◆ **What to produce**: In the data below, give the number of lines that contain the word "Array". Nothing else is needed.

BEGIN Supplied data

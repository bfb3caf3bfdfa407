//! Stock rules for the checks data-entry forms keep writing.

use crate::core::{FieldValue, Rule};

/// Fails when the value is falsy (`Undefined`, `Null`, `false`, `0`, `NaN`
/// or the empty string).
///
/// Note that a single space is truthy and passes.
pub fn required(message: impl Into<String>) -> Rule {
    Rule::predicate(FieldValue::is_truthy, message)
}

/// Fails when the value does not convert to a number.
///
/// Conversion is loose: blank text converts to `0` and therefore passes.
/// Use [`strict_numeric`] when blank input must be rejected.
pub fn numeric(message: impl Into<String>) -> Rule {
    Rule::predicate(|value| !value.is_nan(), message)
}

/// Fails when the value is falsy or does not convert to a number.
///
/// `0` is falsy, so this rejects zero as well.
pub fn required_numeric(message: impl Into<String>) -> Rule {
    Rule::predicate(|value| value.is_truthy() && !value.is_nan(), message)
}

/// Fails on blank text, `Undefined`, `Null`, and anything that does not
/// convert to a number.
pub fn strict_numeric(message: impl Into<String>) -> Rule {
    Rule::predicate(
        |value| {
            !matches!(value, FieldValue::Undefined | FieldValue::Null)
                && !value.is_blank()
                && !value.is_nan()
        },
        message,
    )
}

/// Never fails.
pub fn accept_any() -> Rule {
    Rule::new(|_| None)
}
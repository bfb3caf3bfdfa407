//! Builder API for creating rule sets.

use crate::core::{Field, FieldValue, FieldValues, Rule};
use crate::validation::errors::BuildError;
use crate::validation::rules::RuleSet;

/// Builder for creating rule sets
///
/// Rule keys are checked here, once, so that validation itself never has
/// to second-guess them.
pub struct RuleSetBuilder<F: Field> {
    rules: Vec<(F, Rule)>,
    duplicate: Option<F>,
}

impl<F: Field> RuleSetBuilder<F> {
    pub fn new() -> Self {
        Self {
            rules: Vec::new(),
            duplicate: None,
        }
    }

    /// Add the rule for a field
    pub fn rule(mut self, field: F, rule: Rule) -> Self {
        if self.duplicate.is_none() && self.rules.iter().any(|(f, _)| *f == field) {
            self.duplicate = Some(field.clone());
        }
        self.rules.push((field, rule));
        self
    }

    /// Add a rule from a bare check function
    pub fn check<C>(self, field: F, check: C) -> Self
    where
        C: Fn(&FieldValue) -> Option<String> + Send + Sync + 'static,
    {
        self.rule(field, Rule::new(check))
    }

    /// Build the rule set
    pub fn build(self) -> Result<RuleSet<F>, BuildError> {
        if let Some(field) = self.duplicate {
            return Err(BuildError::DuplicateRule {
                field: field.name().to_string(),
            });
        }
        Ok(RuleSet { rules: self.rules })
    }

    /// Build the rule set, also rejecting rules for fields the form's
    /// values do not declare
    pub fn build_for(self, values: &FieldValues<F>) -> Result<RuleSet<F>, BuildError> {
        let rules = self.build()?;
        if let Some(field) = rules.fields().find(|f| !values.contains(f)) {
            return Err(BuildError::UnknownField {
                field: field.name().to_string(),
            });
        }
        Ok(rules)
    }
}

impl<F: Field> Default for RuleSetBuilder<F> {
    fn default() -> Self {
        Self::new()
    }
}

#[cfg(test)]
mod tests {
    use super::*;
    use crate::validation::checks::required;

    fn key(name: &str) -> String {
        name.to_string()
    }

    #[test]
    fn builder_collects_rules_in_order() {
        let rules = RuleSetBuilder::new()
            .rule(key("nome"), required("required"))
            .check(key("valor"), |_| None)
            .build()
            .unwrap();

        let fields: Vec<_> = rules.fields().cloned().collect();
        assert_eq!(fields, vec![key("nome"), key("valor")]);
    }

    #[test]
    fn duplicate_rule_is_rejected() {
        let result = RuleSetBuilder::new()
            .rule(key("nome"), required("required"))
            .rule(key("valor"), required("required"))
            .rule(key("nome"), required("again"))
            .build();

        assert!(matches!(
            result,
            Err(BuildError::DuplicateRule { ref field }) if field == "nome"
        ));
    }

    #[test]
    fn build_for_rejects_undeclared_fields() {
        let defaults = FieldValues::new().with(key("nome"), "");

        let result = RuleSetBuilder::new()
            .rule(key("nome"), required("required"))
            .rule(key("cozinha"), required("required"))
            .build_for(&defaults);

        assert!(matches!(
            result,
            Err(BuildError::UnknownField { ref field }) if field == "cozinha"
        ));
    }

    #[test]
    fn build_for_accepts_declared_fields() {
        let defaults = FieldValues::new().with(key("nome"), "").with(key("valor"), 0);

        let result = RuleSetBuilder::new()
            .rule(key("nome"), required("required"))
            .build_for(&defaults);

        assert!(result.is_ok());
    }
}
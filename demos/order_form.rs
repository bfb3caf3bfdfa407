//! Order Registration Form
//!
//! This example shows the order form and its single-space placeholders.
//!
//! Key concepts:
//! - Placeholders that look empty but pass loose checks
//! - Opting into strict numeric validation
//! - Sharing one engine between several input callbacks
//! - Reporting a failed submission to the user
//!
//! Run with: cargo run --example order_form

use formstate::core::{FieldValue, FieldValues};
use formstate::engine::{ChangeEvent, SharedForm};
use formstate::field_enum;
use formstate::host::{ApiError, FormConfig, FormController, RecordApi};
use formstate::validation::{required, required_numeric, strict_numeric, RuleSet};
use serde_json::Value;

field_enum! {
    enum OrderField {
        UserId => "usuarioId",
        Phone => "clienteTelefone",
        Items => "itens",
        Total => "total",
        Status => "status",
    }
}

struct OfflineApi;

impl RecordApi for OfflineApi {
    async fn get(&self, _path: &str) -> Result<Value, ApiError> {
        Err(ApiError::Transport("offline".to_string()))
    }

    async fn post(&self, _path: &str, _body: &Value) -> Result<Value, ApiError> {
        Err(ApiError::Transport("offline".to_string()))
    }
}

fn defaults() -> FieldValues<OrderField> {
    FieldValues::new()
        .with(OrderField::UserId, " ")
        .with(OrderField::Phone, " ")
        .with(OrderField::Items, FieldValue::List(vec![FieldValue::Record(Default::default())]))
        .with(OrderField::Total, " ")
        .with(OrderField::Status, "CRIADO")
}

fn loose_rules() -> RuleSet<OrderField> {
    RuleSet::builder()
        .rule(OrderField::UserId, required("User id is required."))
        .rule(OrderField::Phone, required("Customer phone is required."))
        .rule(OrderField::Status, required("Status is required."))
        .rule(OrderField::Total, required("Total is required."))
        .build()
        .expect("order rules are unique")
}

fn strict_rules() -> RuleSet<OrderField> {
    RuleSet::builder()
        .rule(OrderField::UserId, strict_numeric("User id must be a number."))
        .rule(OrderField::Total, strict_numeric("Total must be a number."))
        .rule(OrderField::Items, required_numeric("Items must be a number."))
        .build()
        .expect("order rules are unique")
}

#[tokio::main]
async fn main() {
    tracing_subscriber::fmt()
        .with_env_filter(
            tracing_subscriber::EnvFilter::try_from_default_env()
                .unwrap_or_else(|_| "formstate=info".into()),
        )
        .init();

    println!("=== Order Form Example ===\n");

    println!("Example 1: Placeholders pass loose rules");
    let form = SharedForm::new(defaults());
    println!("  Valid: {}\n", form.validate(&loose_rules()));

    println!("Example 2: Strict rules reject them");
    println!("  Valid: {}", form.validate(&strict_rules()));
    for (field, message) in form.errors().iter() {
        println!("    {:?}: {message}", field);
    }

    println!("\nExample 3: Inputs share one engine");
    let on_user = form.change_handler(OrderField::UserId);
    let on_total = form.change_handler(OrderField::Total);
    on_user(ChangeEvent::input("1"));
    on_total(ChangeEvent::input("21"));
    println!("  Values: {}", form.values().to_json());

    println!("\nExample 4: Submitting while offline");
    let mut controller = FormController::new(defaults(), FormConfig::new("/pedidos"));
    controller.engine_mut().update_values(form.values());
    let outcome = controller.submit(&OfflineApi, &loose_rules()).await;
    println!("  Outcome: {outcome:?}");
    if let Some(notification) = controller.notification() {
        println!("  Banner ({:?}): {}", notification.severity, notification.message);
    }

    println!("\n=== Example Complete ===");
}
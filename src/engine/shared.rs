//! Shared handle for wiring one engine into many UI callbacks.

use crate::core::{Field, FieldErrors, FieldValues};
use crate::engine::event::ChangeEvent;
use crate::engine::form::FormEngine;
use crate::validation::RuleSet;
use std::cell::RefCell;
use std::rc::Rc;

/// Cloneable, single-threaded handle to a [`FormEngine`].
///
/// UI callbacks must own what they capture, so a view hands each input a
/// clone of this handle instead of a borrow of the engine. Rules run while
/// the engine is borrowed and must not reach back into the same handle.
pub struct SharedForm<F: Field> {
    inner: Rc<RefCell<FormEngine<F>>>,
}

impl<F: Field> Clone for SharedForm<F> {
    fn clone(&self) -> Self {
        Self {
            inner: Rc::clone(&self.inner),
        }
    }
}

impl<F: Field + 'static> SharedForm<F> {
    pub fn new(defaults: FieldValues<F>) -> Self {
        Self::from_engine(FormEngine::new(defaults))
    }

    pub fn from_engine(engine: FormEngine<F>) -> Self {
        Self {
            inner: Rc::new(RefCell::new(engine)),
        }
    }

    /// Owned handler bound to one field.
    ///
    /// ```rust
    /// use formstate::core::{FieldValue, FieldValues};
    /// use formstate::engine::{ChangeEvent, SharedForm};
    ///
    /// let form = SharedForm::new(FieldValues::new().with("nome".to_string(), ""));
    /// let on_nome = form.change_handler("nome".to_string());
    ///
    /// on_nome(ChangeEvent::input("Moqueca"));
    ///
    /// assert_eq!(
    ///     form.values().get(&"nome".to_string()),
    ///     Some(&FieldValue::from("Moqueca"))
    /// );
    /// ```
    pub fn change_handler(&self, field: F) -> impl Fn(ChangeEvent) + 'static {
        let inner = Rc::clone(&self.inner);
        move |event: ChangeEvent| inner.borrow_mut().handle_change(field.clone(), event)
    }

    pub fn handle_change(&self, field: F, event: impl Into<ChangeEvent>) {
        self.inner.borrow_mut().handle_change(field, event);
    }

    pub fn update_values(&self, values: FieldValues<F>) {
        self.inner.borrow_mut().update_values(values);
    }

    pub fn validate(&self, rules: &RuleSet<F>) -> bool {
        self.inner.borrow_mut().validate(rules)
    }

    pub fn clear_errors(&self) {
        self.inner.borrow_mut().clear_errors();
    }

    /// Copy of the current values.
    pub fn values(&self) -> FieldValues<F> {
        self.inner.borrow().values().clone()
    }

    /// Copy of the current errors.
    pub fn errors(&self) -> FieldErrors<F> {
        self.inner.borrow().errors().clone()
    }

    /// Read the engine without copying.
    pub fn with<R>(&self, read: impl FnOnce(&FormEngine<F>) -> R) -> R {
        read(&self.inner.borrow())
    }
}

END Supplied data
BEGIN Supplied data

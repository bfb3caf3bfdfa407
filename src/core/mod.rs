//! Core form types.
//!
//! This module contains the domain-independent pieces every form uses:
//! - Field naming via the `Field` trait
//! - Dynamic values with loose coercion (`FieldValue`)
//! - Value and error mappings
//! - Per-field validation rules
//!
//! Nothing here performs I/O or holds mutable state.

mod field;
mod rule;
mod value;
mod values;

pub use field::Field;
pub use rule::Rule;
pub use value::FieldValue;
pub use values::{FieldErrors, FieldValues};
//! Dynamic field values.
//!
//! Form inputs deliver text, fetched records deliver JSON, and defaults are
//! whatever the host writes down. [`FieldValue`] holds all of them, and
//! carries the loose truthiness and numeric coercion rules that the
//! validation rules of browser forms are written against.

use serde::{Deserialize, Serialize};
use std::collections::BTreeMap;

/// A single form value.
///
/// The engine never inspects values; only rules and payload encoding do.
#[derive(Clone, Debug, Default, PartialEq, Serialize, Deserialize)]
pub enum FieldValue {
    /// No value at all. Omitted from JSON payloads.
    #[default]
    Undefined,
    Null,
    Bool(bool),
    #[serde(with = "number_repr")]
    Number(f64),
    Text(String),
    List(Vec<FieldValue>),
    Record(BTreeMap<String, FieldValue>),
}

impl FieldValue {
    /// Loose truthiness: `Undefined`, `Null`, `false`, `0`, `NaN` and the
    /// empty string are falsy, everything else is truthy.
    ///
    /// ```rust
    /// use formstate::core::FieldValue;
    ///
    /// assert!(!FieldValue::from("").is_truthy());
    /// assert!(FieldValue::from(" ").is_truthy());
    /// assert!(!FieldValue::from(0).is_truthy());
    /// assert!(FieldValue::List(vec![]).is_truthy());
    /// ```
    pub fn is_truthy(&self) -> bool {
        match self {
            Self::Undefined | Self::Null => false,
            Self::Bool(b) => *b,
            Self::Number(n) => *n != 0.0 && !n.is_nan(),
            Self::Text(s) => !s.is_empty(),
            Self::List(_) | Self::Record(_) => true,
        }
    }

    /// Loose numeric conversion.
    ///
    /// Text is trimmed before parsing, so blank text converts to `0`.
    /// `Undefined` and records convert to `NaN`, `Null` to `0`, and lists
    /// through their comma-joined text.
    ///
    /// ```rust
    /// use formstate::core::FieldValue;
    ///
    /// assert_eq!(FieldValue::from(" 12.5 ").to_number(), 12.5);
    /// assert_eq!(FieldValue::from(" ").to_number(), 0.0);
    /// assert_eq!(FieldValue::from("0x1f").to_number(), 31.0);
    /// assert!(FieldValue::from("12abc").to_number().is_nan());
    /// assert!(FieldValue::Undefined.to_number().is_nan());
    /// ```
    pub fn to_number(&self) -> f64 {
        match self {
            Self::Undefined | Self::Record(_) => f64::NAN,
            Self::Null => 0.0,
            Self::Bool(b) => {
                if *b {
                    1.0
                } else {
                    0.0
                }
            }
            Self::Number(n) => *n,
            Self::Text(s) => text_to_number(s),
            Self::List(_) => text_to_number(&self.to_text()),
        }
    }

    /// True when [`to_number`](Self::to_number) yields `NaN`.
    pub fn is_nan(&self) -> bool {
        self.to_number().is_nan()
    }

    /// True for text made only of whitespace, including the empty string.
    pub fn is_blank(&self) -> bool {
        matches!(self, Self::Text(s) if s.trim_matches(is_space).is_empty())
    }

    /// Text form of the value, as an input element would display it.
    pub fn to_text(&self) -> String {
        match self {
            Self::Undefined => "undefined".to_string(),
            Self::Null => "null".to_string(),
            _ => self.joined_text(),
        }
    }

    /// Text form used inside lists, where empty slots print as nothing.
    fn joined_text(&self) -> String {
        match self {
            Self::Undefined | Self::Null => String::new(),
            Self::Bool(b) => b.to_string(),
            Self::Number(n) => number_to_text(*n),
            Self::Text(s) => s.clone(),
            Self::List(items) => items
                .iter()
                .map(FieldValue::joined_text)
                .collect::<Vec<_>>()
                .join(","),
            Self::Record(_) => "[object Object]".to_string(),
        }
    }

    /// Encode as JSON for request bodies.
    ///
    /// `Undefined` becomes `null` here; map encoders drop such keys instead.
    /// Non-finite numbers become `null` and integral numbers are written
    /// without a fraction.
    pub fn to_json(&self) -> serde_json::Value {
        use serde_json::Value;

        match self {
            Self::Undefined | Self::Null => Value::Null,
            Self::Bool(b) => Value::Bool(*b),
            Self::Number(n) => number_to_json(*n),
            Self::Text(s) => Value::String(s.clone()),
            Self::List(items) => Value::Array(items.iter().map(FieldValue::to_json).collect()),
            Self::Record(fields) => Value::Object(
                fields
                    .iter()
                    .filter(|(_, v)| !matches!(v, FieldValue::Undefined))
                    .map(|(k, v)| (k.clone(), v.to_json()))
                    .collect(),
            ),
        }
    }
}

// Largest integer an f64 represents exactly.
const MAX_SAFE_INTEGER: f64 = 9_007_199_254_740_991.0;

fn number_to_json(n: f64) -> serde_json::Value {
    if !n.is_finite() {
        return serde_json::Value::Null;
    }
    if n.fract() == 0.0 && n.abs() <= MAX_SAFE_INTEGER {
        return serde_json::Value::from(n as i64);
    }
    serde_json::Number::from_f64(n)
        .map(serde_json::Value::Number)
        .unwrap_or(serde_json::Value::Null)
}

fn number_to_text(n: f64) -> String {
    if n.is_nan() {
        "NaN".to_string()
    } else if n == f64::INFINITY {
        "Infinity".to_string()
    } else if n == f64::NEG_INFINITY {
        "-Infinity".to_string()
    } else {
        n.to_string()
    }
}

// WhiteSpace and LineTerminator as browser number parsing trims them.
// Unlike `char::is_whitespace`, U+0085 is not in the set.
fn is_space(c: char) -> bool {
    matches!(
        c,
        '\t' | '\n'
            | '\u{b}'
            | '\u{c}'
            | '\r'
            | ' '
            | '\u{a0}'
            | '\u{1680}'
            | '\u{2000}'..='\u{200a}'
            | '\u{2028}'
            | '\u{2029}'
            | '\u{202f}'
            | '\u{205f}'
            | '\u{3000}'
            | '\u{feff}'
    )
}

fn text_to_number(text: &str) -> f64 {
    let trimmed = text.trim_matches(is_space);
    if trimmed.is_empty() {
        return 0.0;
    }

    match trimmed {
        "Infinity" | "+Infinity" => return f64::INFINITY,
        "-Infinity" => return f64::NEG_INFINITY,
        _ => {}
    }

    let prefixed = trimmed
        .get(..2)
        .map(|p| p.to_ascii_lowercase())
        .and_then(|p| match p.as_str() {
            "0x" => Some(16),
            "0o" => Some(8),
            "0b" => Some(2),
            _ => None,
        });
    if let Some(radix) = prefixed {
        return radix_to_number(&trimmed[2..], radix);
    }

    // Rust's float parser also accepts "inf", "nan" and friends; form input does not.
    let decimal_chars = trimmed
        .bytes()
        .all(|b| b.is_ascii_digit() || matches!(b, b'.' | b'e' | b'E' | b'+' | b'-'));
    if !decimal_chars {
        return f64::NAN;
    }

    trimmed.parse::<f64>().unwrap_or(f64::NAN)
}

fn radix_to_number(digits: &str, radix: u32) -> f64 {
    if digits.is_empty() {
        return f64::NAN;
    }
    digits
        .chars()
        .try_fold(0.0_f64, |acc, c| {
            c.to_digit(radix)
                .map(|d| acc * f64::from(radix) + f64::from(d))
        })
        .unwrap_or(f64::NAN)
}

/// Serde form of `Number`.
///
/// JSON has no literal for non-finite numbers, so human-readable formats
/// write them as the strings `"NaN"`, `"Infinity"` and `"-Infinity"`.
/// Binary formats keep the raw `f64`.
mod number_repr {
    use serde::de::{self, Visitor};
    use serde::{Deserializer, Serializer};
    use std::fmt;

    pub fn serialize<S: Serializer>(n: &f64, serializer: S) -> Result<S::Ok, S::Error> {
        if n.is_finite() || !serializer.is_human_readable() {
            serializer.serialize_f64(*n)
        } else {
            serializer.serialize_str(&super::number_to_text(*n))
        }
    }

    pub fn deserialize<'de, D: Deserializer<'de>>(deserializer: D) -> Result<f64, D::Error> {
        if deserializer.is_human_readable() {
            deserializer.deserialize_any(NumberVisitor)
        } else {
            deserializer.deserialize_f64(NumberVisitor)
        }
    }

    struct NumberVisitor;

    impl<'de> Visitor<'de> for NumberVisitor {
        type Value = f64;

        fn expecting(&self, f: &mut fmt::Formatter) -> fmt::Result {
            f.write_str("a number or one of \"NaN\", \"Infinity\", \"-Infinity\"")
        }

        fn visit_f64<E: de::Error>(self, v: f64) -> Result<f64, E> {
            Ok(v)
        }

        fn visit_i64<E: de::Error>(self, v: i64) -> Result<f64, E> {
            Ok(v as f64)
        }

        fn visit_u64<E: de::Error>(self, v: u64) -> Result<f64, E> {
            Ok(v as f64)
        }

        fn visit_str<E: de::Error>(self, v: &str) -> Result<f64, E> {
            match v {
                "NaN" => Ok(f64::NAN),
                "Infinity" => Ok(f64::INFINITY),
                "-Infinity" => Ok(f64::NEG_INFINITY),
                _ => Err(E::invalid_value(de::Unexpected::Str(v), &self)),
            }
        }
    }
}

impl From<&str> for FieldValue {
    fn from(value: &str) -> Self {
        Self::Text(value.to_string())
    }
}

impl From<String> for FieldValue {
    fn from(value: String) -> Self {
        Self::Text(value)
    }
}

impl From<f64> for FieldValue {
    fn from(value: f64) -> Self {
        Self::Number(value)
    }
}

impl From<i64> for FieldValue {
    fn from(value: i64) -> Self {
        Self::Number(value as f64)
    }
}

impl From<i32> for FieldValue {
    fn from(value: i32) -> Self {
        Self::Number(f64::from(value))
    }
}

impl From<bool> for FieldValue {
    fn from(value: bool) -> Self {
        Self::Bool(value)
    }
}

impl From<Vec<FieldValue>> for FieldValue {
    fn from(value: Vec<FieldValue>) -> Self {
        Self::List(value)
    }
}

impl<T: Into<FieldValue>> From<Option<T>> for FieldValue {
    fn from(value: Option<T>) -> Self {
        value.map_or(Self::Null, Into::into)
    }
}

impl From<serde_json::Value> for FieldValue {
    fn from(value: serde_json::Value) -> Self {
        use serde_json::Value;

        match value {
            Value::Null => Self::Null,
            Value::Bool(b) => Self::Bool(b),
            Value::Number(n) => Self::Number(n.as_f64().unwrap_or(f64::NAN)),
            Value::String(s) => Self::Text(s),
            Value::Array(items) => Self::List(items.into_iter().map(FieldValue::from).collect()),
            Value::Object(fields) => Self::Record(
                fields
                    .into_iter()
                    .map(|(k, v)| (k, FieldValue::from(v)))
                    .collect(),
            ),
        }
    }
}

END Supplied data
BEGIN Supplied data

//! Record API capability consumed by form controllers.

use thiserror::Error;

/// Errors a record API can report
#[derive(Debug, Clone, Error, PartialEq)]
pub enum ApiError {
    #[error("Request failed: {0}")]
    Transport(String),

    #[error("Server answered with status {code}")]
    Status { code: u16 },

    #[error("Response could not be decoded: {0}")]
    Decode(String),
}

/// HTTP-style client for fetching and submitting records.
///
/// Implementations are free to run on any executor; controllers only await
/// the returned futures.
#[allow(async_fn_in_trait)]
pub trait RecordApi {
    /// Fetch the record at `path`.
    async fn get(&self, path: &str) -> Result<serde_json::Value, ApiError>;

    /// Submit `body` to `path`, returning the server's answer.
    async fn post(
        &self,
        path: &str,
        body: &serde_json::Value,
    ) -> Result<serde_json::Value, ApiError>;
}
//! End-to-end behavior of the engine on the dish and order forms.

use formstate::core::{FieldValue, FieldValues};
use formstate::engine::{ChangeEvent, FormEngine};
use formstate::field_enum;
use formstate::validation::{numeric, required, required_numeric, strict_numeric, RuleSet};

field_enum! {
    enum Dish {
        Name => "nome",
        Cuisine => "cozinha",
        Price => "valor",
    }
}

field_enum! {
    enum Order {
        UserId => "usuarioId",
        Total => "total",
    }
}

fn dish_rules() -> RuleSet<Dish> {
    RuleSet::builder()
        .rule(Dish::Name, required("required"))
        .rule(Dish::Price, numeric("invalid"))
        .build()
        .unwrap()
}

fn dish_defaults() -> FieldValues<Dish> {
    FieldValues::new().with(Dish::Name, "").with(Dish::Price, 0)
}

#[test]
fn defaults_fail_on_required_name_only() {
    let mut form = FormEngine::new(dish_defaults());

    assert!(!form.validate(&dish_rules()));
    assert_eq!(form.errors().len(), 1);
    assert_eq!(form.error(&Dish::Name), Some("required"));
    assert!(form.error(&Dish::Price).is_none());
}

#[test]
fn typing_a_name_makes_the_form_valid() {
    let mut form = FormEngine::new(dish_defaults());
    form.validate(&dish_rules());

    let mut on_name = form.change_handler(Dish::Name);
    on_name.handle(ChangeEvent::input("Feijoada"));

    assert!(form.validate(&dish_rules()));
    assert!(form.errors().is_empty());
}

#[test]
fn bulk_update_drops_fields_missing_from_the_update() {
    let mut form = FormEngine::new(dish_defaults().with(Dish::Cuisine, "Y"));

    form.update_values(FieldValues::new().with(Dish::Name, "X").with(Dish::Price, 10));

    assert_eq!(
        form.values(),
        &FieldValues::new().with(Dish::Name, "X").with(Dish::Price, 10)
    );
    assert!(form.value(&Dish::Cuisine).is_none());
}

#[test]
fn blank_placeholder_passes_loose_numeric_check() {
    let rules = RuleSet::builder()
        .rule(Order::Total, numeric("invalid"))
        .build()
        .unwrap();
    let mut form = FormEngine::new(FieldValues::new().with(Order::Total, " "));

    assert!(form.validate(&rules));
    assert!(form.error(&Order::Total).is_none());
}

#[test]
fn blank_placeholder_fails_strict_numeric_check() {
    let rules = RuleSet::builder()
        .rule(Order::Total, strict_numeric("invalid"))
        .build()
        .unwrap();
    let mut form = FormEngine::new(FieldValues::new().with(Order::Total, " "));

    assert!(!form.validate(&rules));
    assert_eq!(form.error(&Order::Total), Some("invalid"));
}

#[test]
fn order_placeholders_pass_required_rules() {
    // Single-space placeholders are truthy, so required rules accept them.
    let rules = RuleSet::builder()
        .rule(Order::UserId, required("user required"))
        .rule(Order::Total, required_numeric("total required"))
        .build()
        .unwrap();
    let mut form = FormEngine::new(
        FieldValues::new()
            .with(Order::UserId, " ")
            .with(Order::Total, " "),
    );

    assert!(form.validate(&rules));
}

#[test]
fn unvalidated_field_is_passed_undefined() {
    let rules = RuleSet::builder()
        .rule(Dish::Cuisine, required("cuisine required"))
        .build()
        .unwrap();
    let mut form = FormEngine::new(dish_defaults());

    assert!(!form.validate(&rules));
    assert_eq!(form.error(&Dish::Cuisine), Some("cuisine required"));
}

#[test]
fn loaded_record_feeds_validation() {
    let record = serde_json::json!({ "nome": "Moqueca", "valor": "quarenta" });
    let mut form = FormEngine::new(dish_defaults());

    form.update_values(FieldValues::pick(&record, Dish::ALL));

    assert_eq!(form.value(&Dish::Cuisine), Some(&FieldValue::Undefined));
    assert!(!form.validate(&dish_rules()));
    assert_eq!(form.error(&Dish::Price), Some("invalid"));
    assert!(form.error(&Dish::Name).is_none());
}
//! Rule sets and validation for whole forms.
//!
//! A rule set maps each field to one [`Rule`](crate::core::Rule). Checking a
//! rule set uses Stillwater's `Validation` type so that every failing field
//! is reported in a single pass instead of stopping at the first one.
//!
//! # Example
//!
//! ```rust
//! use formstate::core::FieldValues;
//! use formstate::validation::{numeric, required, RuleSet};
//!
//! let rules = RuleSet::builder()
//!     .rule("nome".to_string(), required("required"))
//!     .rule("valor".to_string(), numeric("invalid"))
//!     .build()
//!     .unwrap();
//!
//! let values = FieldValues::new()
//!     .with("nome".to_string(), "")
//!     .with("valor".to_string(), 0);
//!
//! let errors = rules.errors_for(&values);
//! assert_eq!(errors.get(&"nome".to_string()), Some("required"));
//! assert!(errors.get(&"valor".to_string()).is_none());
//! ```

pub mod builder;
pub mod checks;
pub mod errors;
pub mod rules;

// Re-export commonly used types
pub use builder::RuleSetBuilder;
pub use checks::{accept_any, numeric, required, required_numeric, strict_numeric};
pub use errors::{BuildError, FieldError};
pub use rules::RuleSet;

END Supplied data

◆ **Problem solution**: 2